» **What the exercise asks**:
Each of the records below must be reproduced exactly.

• • • •

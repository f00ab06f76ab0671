//! Sub-check outcomes

use rust_decimal::Decimal;
use serde::{Deserialize, Serialize};
use strum_macros::{Display, EnumString};

use crate::policy::{TrustAction, TrustPolicy};
use crate::score::{
    ANOMALY_PENALTY, CONTROL_LOST_PENALTY, REGISTRY_MISMATCH_PENALTY, RESERVE_SHORTFALL_PENALTY,
};

/// The four independent evidence sources
#[derive(Debug, Clone, Copy, PartialEq, Eq, Hash, Serialize, Deserialize, Display, EnumString)]
#[serde(rename_all = "snake_case")]
#[strum(serialize_all = "snake_case")]
pub enum CheckKind {
    LandRegistry,
    ProofOfReserve,
    SpvControl,
    Anomaly,
}

impl CheckKind {
    /// Fixed fold order; flags follow this order regardless of completion order
    pub const ORDER: [CheckKind; 4] = [
        CheckKind::LandRegistry,
        CheckKind::ProofOfReserve,
        CheckKind::SpvControl,
        CheckKind::Anomaly,
    ];

    /// Prefix used for this check's flags
    pub fn flag_prefix(&self) -> &'static str {
        match self {
            CheckKind::LandRegistry => "LAND_REGISTRY",
            CheckKind::ProofOfReserve => "PROOF_OF_RESERVE",
            CheckKind::SpvControl => "SPV_CONTROL",
            CheckKind::Anomaly => "ANOMALY_CHECK",
        }
    }

    /// Penalty of the check's most severe finding, used by `TrustAction::Fail`
    pub fn failure_penalty(&self) -> Decimal {
        match self {
            CheckKind::LandRegistry => REGISTRY_MISMATCH_PENALTY,
            CheckKind::ProofOfReserve => RESERVE_SHORTFALL_PENALTY,
            CheckKind::SpvControl => CONTROL_LOST_PENALTY,
            CheckKind::Anomaly => ANOMALY_PENALTY,
        }
    }
}

/// What one sub-check contributes to the score card
#[derive(Debug, Clone, PartialEq, Eq)]
pub struct CheckOutcome {
    pub kind: CheckKind,
    /// The check ran without error (not: the check passed)
    pub executed: bool,
    /// Amount subtracted from the score (never negative)
    pub penalty: Decimal,
    pub flags: Vec<String>,
}

impl CheckOutcome {
    /// Check ran and found nothing
    pub fn passed(kind: CheckKind) -> Self {
        Self {
            kind,
            executed: true,
            penalty: Decimal::ZERO,
            flags: Vec::new(),
        }
    }

    /// Check ran and raised a single flag with a penalty
    pub fn failed(kind: CheckKind, penalty: Decimal, flag: impl Into<String>) -> Self {
        Self {
            kind,
            executed: true,
            penalty,
            flags: vec![flag.into()],
        }
    }

    /// Check could not run; the penalty comes from the trust policy
    pub fn unavailable(kind: CheckKind, penalty: Decimal, flag: impl Into<String>) -> Self {
        Self {
            kind,
            executed: false,
            penalty,
            flags: vec![flag.into()],
        }
    }

    /// Evidence source not configured for this asset
    pub fn not_configured(kind: CheckKind, policy: &TrustPolicy, what: &str) -> Self {
        match policy.on_missing_config {
            TrustAction::Skip => Self::passed(kind),
            action => Self::failed(
                kind,
                action.penalty(kind.failure_penalty()),
                format!("{}_NOT_CONFIGURED: {}", kind.flag_prefix(), what),
            ),
        }
    }

    /// Evidence source configured but the read failed
    pub fn read_failed(kind: CheckKind, policy: &TrustPolicy, error: &dyn std::fmt::Display) -> Self {
        Self::unavailable(
            kind,
            policy.on_read_failure.penalty(kind.failure_penalty()),
            format!("{}_UNAVAILABLE: {}", kind.flag_prefix(), error),
        )
    }

    /// Append a flag without changing the penalty
    pub fn with_flag(mut self, flag: impl Into<String>) -> Self {
        self.flags.push(flag.into());
        self
    }

    /// No penalty and no flags
    pub fn is_clean(&self) -> bool {
        self.penalty.is_zero() && self.flags.is_empty()
    }
}

#[cfg(test)]
mod tests {
    use super::*;
    use rust_decimal_macros::dec;

    #[test]
    fn test_passed_is_clean() {
        let outcome = CheckOutcome::passed(CheckKind::Anomaly);
        assert!(outcome.executed);
        assert!(outcome.is_clean());
    }

    #[test]
    fn test_unavailable_marks_not_executed() {
        let outcome = CheckOutcome::unavailable(CheckKind::LandRegistry, dec!(0.1), "down");
        assert!(!outcome.executed);
        assert_eq!(outcome.penalty, dec!(0.1));
        assert_eq!(outcome.flags, vec!["down".to_string()]);
    }

    #[test]
    fn test_not_configured_follows_policy() {
        let trusting = TrustPolicy::trusting();
        assert!(CheckOutcome::not_configured(CheckKind::ProofOfReserve, &trusting, "no oracle").is_clean());

        let strict = TrustPolicy::new(TrustAction::Fail, TrustAction::Fail);
        let outcome = CheckOutcome::not_configured(CheckKind::ProofOfReserve, &strict, "no oracle");
        assert!(outcome.executed);
        assert_eq!(outcome.penalty, dec!(0.3));
        assert_eq!(outcome.flags, vec!["PROOF_OF_RESERVE_NOT_CONFIGURED: no oracle".to_string()]);
    }

    #[test]
    fn test_read_failed_always_flags() {
        let outcome = CheckOutcome::read_failed(CheckKind::SpvControl, &TrustPolicy::trusting(), &"rpc down");
        assert!(!outcome.executed);
        assert!(outcome.penalty.is_zero());
        assert_eq!(outcome.flags, vec!["SPV_CONTROL_UNAVAILABLE: rpc down".to_string()]);

        let penalize = TrustPolicy::new(TrustAction::Skip, TrustAction::Penalize);
        let outcome = CheckOutcome::read_failed(CheckKind::LandRegistry, &penalize, &"timeout");
        assert_eq!(outcome.penalty, dec!(0.1));
    }

    #[test]
    fn test_kind_display() {
        assert_eq!(CheckKind::ProofOfReserve.to_string(), "proof_of_reserve");
        assert_eq!("spv_control".parse::<CheckKind>().unwrap(), CheckKind::SpvControl);
    }
}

• • • •

» **The answer**:
repository f00ab06f76ab0671
//! Sub-check outcomes

use rust_decimal::Decimal;
use serde::{Deserialize, Serialize};
use strum_macros::{Display, EnumString};

use crate::policy::{TrustAction, TrustPolicy};
use crate::score::{
    ANOMALY_PENALTY, CONTROL_LOST_PENALTY, REGISTRY_MISMATCH_PENALTY, RESERVE_SHORTFALL_PENALTY,
};

/// The four independent evidence sources
#[derive(Debug, Clone, Copy, PartialEq, Eq, Hash, Serialize, Deserialize, Display, EnumString)]
#[serde(rename_all = "snake_case")]
#[strum(serialize_all = "snake_case")]
pub enum CheckKind {
    LandRegistry,
    ProofOfReserve,
    SpvControl,
    Anomaly,
}

impl CheckKind {
    /// Fixed fold order; flags follow this order regardless of completion order
    pub const ORDER: [CheckKind; 4] = [
        CheckKind::LandRegistry,
        CheckKind::ProofOfReserve,
        CheckKind::SpvControl,
        CheckKind::Anomaly,
    ];

    /// Prefix used for this check's flags
    pub fn flag_prefix(&self) -> &'static str {
        match self {
            CheckKind::LandRegistry => "LAND_REGISTRY",
            CheckKind::ProofOfReserve => "PROOF_OF_RESERVE",
            CheckKind::SpvControl => "SPV_CONTROL",
            CheckKind::Anomaly => "ANOMALY_CHECK",
        }
    }

    /// Penalty of the check's most severe finding, used by `TrustAction::Fail`
    pub fn failure_penalty(&self) -> Decimal {
        match self {
            CheckKind::LandRegistry => REGISTRY_MISMATCH_PENALTY,
            CheckKind::ProofOfReserve => RESERVE_SHORTFALL_PENALTY,
            CheckKind::SpvControl => CONTROL_LOST_PENALTY,
            CheckKind::Anomaly => ANOMALY_PENALTY,
        }
    }
}

/// What one sub-check contributes to the score card
#[derive(Debug, Clone, PartialEq, Eq)]
pub struct CheckOutcome {
    pub kind: CheckKind,
    /// The check ran without error (not: the check passed)
    pub executed: bool,
    /// Amount subtracted from the score (never negative)
    pub penalty: Decimal,
    pub flags: Vec<String>,
}

impl CheckOutcome {
    /// Check ran and found nothing
    pub fn passed(kind: CheckKind) -> Self {
        Self {
            kind,
            executed: true,
            penalty: Decimal::ZERO,
            flags: Vec::new(),
        }
    }

    /// Check ran and raised a single flag with a penalty
    pub fn failed(kind: CheckKind, penalty: Decimal, flag: impl Into<String>) -> Self {
        Self {
            kind,
            executed: true,
            penalty,
            flags: vec![flag.into()],
        }
    }

    /// Check could not run; the penalty comes from the trust policy
    pub fn unavailable(kind: CheckKind, penalty: Decimal, flag: impl Into<String>) -> Self {
        Self {
            kind,
            executed: false,
            penalty,
            flags: vec![flag.into()],
        }
    }

    /// Evidence source not configured for this asset
    pub fn not_configured(kind: CheckKind, policy: &TrustPolicy, what: &str) -> Self {
        match policy.on_missing_config {
            TrustAction::Skip => Self::passed(kind),
            action => Self::failed(
                kind,
                action.penalty(kind.failure_penalty()),
                format!("{}_NOT_CONFIGURED: {}", kind.flag_prefix(), what),
            ),
        }
    }

    /// Evidence source configured but the read failed
    pub fn read_failed(kind: CheckKind, policy: &TrustPolicy, error: &dyn std::fmt::Display) -> Self {
        Self::unavailable(
            kind,
            policy.on_read_failure.penalty(kind.failure_penalty()),
            format!("{}_UNAVAILABLE: {}", kind.flag_prefix(), error),
        )
    }

    /// Append a flag without changing the penalty
    pub fn with_flag(mut self, flag: impl Into<String>) -> Self {
        self.flags.push(flag.into());
        self
    }

    /// No penalty and no flags
    pub fn is_clean(&self) -> bool {
        self.penalty.is_zero() && self.flags.is_empty()
    }
}

#[cfg(test)]
mod tests {
    use super::*;
    use rust_decimal_macros::dec;

    #[test]
    fn test_passed_is_clean() {
        let outcome = CheckOutcome::passed(CheckKind::Anomaly);
        assert!(outcome.executed);
        assert!(outcome.is_clean());
    }

    #[test]
    fn test_unavailable_marks_not_executed() {
        let outcome = CheckOutcome::unavailable(CheckKind::LandRegistry, dec!(0.1), "down");
        assert!(!outcome.executed);
        assert_eq!(outcome.penalty, dec!(0.1));
        assert_eq!(outcome.flags, vec!["down".to_string()]);
    }

    #[test]
    fn test_not_configured_follows_policy() {
        let trusting = TrustPolicy::trusting();
        assert!(CheckOutcome::not_configured(CheckKind::ProofOfReserve, &trusting, "no oracle").is_clean());

        let strict = TrustPolicy::new(TrustAction::Fail, TrustAction::Fail);
        let outcome = CheckOutcome::not_configured(CheckKind::ProofOfReserve, &strict, "no oracle");
        assert!(outcome.executed);
        assert_eq!(outcome.penalty, dec!(0.3));
        assert_eq!(outcome.flags, vec!["PROOF_OF_RESERVE_NOT_CONFIGURED: no oracle".to_string()]);
    }

    #[test]
    fn test_read_failed_always_flags() {
        let outcome = CheckOutcome::read_failed(CheckKind::SpvControl, &TrustPolicy::trusting(), &"rpc down");
        assert!(!outcome.executed);
        assert!(outcome.penalty.is_zero());
        assert_eq!(outcome.flags, vec!["SPV_CONTROL_UNAVAILABLE: rpc down".to_string()]);

        let penalize = TrustPolicy::new(TrustAction::Skip, TrustAction::Penalize);
        let outcome = CheckOutcome::read_failed(CheckKind::LandRegistry, &penalize, &"timeout");
        assert_eq!(outcome.penalty, dec!(0.1));
    }

    #[test]
    fn test_kind_display() {
        assert_eq!(CheckKind::ProofOfReserve.to_string(), "proof_of_reserve");
        assert_eq!("spv_control".parse::<CheckKind>().unwrap(), CheckKind::SpvControl);
    }
}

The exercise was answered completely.